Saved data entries
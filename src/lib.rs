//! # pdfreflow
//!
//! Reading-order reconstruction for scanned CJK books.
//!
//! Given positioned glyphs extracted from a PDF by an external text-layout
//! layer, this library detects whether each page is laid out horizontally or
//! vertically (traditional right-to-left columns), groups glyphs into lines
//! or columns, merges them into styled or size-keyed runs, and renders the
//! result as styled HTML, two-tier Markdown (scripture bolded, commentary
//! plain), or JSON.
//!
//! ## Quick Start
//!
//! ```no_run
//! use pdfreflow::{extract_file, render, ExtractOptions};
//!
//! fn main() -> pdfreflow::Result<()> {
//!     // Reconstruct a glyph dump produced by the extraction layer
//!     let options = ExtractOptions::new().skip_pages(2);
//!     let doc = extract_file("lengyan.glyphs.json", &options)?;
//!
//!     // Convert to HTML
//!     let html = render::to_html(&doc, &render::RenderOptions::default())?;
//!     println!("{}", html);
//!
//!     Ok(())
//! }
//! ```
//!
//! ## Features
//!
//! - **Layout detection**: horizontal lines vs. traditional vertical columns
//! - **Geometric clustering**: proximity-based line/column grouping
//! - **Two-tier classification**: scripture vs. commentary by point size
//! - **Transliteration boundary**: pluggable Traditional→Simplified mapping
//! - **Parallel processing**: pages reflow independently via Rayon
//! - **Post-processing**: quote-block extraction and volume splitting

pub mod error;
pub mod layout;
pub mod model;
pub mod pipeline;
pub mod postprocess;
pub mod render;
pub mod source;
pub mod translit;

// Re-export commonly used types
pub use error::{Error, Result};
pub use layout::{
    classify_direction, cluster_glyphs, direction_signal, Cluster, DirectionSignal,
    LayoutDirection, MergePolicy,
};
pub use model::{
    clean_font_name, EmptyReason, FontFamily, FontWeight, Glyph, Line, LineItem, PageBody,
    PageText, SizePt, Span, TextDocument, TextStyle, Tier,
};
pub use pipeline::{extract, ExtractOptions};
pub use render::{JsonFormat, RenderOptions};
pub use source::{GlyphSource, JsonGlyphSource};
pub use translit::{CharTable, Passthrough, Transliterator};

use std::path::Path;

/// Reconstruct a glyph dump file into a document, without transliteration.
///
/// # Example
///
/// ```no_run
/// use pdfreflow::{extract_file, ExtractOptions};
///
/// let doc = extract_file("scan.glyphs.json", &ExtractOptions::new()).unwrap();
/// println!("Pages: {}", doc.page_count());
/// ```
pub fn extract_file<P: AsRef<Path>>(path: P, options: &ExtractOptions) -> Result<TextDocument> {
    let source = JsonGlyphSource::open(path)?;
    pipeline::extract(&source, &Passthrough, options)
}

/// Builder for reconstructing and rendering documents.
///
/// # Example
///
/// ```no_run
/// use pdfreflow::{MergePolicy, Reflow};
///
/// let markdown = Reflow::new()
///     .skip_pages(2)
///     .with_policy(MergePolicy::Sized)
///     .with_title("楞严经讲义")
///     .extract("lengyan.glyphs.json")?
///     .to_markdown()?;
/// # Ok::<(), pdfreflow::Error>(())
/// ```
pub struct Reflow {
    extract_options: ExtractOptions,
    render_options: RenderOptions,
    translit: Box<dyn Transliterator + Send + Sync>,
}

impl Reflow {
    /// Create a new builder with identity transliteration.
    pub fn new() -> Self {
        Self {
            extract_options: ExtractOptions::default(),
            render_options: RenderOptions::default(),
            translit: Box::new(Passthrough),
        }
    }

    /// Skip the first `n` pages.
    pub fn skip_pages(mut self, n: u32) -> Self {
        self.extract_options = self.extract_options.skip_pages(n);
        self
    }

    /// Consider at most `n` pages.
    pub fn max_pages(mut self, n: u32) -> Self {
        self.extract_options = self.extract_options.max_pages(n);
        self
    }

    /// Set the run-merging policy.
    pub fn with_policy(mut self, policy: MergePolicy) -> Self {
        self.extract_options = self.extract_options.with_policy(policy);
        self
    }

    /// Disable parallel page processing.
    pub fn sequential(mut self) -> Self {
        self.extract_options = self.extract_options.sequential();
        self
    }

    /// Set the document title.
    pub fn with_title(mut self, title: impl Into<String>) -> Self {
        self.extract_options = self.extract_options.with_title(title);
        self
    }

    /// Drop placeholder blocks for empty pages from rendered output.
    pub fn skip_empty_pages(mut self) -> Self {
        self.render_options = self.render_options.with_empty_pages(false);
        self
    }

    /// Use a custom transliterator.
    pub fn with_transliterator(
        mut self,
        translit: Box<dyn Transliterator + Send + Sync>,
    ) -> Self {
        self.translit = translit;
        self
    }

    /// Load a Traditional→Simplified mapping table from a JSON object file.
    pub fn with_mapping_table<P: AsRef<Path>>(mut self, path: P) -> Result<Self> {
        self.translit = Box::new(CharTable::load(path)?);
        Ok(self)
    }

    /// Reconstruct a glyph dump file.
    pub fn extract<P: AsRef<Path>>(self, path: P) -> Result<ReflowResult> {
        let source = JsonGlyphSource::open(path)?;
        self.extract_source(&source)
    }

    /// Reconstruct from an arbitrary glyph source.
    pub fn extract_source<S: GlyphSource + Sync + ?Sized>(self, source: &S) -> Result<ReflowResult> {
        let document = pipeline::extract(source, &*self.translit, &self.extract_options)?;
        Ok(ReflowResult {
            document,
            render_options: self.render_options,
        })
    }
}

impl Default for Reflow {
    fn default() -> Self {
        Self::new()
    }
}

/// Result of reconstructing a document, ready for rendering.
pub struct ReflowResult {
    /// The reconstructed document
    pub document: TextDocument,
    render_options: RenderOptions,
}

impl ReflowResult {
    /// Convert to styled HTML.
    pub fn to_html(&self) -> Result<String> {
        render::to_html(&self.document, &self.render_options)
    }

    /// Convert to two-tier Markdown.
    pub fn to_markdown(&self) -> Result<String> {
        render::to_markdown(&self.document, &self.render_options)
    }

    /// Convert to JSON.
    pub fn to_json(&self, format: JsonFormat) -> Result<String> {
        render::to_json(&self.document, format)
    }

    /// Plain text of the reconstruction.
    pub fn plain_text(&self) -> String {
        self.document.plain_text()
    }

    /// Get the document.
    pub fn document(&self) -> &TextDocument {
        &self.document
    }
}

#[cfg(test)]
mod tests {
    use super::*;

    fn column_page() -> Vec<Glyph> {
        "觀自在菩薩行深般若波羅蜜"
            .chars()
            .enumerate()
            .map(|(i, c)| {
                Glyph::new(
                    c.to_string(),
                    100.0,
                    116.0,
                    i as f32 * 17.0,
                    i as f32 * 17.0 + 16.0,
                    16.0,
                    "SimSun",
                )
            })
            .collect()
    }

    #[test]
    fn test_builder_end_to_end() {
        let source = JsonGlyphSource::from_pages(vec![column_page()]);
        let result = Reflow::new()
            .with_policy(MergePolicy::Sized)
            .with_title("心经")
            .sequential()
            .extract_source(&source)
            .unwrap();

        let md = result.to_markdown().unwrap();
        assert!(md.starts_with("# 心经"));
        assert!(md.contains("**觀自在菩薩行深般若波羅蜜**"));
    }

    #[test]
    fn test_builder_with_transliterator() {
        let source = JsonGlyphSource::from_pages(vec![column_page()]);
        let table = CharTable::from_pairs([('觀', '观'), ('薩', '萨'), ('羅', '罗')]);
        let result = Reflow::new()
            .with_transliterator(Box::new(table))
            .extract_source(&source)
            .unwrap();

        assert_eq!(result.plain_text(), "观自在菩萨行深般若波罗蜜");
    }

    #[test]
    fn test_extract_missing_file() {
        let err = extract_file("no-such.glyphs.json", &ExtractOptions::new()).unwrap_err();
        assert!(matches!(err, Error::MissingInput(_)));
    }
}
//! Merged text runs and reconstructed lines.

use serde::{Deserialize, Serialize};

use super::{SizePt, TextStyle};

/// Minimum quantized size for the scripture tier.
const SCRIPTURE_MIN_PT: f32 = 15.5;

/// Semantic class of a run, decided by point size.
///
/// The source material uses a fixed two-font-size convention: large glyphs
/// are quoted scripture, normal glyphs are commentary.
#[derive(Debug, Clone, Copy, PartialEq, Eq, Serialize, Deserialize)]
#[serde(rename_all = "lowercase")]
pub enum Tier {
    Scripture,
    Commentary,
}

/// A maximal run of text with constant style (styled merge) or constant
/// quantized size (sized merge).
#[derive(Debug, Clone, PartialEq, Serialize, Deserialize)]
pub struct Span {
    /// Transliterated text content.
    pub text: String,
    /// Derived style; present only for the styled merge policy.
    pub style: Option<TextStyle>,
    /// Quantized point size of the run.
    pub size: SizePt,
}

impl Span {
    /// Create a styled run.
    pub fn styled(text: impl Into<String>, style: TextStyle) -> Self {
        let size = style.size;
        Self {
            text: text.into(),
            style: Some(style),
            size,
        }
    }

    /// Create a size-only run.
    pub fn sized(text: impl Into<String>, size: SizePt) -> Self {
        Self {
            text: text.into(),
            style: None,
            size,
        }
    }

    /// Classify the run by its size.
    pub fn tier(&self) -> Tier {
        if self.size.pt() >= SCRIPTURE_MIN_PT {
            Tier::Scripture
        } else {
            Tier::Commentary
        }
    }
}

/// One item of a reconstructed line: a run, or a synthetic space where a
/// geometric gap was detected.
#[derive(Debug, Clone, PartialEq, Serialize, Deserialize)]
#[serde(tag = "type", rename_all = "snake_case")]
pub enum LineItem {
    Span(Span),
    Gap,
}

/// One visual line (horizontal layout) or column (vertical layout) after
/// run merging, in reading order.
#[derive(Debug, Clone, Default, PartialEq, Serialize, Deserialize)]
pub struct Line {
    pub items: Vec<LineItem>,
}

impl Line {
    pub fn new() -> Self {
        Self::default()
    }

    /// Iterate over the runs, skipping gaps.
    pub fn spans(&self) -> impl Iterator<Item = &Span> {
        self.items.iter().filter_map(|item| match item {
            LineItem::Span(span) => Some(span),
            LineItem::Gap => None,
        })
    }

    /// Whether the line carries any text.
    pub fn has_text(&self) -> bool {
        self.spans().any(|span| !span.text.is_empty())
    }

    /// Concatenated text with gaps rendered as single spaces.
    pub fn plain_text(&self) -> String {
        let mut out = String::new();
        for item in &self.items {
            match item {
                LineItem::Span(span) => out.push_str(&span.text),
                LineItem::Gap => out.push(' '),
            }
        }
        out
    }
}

--

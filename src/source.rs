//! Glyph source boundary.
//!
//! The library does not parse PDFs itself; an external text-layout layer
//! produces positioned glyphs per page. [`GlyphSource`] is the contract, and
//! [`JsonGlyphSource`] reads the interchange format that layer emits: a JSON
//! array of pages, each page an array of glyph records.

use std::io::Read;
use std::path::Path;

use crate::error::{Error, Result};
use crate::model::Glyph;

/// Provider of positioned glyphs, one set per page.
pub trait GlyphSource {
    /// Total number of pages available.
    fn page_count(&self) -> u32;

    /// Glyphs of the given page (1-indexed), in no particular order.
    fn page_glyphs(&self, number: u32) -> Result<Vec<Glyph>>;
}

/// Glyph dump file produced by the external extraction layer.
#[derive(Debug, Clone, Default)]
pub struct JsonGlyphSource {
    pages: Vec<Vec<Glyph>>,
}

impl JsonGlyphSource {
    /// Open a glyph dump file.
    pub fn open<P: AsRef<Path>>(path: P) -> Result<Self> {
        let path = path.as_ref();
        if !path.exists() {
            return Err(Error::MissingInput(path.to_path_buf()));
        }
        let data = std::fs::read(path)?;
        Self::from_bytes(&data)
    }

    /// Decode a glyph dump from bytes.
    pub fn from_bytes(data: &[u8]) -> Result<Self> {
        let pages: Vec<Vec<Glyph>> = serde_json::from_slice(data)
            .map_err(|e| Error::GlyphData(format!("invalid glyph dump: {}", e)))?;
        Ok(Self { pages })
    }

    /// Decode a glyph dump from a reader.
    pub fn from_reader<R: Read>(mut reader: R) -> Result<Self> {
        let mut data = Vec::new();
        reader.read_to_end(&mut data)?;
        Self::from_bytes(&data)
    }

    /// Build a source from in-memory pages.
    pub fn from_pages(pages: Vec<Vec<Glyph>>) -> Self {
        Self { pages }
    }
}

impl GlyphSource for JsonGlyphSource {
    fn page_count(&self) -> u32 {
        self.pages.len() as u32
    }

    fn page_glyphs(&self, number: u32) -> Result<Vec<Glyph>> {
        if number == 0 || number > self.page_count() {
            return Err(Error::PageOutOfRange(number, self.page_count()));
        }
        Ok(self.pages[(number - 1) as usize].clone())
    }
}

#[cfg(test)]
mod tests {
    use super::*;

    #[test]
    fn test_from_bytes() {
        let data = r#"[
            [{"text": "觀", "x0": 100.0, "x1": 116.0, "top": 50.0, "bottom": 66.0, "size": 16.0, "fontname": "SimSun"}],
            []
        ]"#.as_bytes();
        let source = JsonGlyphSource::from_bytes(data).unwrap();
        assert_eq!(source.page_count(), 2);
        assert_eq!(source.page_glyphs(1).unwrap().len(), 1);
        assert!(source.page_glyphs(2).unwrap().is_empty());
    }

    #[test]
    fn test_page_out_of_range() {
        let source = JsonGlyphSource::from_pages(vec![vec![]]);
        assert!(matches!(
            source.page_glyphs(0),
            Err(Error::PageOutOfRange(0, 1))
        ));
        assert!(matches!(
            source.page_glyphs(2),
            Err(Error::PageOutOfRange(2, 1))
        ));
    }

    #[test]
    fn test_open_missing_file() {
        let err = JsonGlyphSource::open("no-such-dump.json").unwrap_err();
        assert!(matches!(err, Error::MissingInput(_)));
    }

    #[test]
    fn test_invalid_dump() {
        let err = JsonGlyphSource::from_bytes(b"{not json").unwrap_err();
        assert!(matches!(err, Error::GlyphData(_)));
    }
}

--

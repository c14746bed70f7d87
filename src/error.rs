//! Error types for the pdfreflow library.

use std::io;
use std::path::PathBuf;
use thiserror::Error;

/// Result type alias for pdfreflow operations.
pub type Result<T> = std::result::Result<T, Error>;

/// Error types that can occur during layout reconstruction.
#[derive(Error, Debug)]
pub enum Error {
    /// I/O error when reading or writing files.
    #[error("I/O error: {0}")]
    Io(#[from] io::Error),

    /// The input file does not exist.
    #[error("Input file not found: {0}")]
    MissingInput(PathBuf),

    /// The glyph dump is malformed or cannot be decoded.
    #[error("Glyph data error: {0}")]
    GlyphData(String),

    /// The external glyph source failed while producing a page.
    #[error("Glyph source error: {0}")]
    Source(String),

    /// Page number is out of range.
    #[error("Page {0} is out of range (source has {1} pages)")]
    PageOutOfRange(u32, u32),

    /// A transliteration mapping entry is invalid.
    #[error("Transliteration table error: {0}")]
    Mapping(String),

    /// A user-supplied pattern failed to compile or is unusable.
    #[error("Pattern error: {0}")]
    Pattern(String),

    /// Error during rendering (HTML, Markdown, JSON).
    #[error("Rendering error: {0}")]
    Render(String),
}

EXERCISE BRIEF:
The answer must consist of every line from the entries above that contains the string "AsRef".

TASK RESULT:
pub fn extract_file<P: AsRef<Path>>(path: P, options: &ExtractOptions) -> Result<TextDocument> {
    pub fn with_mapping_table<P: AsRef<Path>>(mut self, path: P) -> Result<Self> {
    pub fn extract<P: AsRef<Path>>(self, path: P) -> Result<ReflowResult> {
    pub fn open<P: AsRef<Path>>(path: P) -> Result<Self> {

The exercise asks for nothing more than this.